# Work required
Look for the word "EffectiveConfig" in the entries and copy each line where it appears.

Stored data entries
-- Opening Marker --

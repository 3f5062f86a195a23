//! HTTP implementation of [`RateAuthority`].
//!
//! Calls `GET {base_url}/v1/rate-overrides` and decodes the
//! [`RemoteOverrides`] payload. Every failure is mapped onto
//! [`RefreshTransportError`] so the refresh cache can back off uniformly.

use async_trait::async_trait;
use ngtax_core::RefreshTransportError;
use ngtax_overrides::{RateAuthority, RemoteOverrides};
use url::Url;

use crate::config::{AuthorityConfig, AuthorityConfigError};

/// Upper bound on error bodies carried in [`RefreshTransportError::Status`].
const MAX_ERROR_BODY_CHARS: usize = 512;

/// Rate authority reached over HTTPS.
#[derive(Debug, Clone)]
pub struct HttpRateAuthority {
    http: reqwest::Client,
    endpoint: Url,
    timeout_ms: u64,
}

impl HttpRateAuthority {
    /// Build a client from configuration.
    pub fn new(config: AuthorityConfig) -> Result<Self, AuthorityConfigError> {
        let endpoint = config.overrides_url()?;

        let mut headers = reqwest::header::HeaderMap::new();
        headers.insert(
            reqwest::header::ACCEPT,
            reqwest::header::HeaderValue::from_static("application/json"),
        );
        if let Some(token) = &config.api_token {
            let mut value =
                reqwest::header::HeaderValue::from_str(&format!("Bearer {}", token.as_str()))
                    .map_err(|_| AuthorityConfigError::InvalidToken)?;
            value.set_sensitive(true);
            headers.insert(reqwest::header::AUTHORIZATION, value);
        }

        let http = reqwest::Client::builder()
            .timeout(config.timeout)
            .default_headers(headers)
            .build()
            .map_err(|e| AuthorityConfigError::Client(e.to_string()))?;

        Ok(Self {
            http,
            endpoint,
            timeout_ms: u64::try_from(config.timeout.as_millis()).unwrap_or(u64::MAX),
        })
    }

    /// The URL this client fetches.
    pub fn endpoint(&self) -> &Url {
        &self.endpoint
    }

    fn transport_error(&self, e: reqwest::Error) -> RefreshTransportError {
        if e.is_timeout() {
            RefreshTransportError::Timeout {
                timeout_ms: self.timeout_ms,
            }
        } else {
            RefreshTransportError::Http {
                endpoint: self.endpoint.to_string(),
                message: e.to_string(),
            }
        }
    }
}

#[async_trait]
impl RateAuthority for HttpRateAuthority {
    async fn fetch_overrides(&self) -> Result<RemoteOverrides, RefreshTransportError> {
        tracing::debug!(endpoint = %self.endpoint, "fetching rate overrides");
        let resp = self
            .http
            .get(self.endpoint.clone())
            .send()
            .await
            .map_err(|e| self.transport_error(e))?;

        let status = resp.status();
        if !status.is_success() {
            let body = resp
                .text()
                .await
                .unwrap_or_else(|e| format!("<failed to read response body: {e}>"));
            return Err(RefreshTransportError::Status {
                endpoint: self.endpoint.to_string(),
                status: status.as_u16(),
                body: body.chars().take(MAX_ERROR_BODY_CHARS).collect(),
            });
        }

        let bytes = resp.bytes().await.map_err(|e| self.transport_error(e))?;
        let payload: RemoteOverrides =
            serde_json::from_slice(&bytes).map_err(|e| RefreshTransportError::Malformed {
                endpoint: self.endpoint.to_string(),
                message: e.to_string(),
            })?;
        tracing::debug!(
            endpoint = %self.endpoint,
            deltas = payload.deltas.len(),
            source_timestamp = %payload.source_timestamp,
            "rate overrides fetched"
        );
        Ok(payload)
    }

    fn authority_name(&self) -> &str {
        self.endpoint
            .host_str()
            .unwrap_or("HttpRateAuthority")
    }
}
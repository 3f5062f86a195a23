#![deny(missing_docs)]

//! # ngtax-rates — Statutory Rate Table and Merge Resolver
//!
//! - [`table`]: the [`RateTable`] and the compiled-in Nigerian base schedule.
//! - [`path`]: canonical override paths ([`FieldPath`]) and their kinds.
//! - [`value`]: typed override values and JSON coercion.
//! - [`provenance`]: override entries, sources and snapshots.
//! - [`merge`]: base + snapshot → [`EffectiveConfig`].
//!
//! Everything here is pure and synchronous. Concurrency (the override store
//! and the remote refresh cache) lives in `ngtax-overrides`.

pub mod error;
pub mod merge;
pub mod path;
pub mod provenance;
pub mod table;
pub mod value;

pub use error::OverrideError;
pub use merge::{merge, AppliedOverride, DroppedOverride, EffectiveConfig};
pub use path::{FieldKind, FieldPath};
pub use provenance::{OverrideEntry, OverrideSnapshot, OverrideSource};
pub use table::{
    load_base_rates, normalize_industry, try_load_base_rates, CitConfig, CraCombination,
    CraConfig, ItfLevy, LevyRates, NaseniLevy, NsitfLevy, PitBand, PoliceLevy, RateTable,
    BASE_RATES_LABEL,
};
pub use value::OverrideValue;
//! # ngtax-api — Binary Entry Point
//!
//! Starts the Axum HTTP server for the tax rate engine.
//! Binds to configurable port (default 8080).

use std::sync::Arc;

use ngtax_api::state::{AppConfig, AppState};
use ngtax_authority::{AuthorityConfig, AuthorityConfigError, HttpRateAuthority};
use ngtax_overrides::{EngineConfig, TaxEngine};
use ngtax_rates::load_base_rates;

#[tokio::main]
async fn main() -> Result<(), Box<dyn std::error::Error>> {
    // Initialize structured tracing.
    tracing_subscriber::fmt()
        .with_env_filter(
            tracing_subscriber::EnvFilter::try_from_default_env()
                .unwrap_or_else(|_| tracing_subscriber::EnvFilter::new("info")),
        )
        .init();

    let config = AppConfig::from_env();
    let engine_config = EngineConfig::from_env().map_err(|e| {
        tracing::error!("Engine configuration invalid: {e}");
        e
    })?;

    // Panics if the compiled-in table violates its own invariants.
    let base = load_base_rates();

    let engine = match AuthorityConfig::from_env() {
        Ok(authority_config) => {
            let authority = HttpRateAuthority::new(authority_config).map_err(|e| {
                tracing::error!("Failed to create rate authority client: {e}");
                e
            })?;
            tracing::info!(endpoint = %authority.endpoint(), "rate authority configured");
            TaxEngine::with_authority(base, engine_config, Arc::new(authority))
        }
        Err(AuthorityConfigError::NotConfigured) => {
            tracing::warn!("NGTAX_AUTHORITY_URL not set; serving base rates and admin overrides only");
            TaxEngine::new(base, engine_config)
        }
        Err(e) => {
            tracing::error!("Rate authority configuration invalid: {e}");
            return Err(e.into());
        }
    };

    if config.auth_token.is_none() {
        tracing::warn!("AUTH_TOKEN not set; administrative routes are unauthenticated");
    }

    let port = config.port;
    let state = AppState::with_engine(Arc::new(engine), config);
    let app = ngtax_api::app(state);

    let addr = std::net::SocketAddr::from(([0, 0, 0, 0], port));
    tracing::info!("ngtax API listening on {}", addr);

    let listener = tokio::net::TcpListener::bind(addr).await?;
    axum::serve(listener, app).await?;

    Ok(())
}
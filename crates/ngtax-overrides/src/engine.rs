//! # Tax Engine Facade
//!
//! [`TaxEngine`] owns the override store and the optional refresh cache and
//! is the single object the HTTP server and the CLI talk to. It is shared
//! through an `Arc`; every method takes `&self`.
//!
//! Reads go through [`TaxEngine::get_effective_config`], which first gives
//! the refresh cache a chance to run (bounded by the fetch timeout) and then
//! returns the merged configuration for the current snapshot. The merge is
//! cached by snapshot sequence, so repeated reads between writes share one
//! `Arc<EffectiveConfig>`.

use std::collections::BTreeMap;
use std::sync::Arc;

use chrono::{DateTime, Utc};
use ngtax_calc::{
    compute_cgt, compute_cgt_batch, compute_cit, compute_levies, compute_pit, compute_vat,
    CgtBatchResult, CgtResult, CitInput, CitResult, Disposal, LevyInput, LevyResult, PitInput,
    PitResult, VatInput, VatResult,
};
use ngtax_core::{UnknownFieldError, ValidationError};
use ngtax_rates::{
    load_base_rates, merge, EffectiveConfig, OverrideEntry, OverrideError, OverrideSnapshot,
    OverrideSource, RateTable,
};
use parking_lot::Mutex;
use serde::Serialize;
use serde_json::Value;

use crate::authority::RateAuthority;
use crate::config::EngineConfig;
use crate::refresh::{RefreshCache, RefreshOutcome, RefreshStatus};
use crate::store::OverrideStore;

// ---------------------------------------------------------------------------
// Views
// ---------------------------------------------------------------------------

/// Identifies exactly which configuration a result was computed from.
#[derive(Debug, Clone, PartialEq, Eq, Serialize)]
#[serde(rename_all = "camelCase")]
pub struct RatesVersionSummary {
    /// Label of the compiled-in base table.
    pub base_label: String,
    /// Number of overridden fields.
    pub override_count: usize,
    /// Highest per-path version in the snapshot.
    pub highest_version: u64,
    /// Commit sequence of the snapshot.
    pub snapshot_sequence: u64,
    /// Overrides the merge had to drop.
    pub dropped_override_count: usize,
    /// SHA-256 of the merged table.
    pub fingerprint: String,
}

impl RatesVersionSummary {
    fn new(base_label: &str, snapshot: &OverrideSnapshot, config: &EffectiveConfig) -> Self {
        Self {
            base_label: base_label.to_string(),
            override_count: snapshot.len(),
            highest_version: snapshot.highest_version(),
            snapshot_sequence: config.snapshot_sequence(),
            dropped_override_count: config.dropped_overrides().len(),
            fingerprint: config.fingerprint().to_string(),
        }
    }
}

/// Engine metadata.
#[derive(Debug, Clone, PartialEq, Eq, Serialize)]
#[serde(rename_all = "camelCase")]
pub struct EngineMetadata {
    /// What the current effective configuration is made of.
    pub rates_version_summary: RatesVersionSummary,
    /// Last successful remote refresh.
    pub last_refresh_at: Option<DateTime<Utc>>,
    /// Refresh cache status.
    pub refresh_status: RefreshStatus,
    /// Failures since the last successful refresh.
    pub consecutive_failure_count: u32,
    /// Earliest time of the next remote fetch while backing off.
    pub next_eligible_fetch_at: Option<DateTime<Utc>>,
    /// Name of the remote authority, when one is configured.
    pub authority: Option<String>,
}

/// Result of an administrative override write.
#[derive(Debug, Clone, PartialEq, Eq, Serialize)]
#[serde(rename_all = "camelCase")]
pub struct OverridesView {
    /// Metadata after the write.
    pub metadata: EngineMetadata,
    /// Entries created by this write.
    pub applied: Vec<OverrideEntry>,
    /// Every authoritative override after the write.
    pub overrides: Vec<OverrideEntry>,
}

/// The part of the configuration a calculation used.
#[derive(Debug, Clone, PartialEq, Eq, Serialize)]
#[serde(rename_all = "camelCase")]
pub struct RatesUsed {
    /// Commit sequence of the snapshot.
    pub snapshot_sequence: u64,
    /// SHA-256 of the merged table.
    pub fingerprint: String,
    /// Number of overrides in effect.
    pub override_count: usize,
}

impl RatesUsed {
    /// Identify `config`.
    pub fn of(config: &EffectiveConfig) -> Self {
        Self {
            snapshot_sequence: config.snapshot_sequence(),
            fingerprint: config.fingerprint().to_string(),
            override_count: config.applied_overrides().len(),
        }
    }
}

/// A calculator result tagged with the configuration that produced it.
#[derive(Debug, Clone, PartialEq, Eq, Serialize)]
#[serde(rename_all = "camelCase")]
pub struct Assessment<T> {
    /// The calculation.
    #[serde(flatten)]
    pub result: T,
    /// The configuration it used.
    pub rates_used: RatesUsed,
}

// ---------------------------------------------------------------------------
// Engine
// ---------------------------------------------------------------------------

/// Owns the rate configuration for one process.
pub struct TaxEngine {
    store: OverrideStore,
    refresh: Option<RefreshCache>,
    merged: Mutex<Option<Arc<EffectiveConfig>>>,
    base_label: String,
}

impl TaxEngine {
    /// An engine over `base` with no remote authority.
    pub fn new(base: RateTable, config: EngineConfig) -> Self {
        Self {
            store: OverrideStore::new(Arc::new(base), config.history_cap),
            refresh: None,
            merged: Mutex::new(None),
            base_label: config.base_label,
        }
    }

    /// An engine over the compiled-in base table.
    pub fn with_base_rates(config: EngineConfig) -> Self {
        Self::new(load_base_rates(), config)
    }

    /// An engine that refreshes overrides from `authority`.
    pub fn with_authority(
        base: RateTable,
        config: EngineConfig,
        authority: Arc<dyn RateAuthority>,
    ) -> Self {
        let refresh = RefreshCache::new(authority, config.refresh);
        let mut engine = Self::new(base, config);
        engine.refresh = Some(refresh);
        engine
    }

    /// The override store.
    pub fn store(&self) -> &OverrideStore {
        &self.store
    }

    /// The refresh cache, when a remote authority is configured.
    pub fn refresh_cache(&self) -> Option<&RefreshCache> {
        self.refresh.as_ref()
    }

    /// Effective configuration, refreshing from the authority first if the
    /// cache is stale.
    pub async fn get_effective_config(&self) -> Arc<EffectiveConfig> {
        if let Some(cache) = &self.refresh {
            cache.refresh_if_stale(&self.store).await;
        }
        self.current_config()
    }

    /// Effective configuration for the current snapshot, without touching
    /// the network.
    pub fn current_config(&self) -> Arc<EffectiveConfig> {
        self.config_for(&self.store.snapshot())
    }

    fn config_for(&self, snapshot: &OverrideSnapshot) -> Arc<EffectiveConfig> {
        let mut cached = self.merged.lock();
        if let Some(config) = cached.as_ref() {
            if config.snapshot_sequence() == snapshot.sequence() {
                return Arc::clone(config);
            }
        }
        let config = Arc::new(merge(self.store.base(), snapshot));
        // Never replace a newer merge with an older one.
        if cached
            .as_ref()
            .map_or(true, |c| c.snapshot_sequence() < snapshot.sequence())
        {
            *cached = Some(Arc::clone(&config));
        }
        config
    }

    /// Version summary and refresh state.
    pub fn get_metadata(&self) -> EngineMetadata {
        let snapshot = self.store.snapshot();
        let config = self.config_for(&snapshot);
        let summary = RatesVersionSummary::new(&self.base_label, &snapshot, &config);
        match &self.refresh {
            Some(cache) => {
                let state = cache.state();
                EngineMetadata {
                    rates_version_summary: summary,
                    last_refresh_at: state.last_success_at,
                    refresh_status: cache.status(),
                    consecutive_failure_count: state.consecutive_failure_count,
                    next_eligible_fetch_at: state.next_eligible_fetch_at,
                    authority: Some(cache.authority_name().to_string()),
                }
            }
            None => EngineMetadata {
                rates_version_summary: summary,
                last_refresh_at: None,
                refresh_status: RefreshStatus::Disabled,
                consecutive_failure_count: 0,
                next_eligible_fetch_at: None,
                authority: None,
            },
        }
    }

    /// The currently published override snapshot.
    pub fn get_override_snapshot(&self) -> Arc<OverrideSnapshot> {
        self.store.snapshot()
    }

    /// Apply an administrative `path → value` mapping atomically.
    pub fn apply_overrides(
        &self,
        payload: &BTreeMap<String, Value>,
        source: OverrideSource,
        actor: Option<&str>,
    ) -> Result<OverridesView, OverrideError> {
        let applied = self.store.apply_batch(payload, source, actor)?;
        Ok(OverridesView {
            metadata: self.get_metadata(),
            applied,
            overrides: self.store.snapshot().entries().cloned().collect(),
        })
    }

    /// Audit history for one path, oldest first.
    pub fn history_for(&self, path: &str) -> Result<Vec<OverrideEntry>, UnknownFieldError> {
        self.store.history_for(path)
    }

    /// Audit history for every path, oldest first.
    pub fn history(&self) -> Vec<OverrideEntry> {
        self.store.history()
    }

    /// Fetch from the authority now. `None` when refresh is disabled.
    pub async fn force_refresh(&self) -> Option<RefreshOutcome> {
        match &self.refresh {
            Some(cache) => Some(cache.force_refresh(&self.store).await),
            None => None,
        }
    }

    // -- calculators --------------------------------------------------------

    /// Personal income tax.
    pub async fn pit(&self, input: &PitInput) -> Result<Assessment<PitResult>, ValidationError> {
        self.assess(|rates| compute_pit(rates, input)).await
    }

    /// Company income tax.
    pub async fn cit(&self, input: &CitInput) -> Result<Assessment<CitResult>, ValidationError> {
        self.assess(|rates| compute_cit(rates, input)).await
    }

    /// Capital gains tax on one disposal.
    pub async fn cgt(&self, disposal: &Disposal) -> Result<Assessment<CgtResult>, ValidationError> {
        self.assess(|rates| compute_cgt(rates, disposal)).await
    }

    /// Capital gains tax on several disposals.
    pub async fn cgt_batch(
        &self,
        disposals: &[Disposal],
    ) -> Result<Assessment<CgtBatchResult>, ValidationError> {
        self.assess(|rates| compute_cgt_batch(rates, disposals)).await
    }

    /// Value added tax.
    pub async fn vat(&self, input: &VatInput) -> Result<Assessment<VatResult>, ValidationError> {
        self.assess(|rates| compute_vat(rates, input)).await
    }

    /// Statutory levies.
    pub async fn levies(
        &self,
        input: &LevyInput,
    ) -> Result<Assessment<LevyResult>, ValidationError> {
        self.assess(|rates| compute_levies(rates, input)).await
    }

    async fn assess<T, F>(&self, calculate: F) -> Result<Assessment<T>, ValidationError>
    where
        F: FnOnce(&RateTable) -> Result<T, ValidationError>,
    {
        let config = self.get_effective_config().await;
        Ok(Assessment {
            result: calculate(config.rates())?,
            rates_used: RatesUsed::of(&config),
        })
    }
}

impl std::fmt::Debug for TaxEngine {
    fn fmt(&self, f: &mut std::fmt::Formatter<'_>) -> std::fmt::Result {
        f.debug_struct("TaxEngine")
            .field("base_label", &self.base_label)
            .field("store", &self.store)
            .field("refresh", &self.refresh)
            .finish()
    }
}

-- Closing Marker --

# Expected output
//! - [`merge`]: base + snapshot → [`EffectiveConfig`].
pub use merge::{merge, AppliedOverride, DroppedOverride, EffectiveConfig};
//! `Arc<EffectiveConfig>`.
    load_base_rates, merge, EffectiveConfig, OverrideEntry, OverrideError, OverrideSnapshot,
    fn new(base_label: &str, snapshot: &OverrideSnapshot, config: &EffectiveConfig) -> Self {
    pub fn of(config: &EffectiveConfig) -> Self {
    merged: Mutex<Option<Arc<EffectiveConfig>>>,
    pub async fn get_effective_config(&self) -> Arc<EffectiveConfig> {
    pub fn current_config(&self) -> Arc<EffectiveConfig> {
    fn config_for(&self, snapshot: &OverrideSnapshot) -> Arc<EffectiveConfig> {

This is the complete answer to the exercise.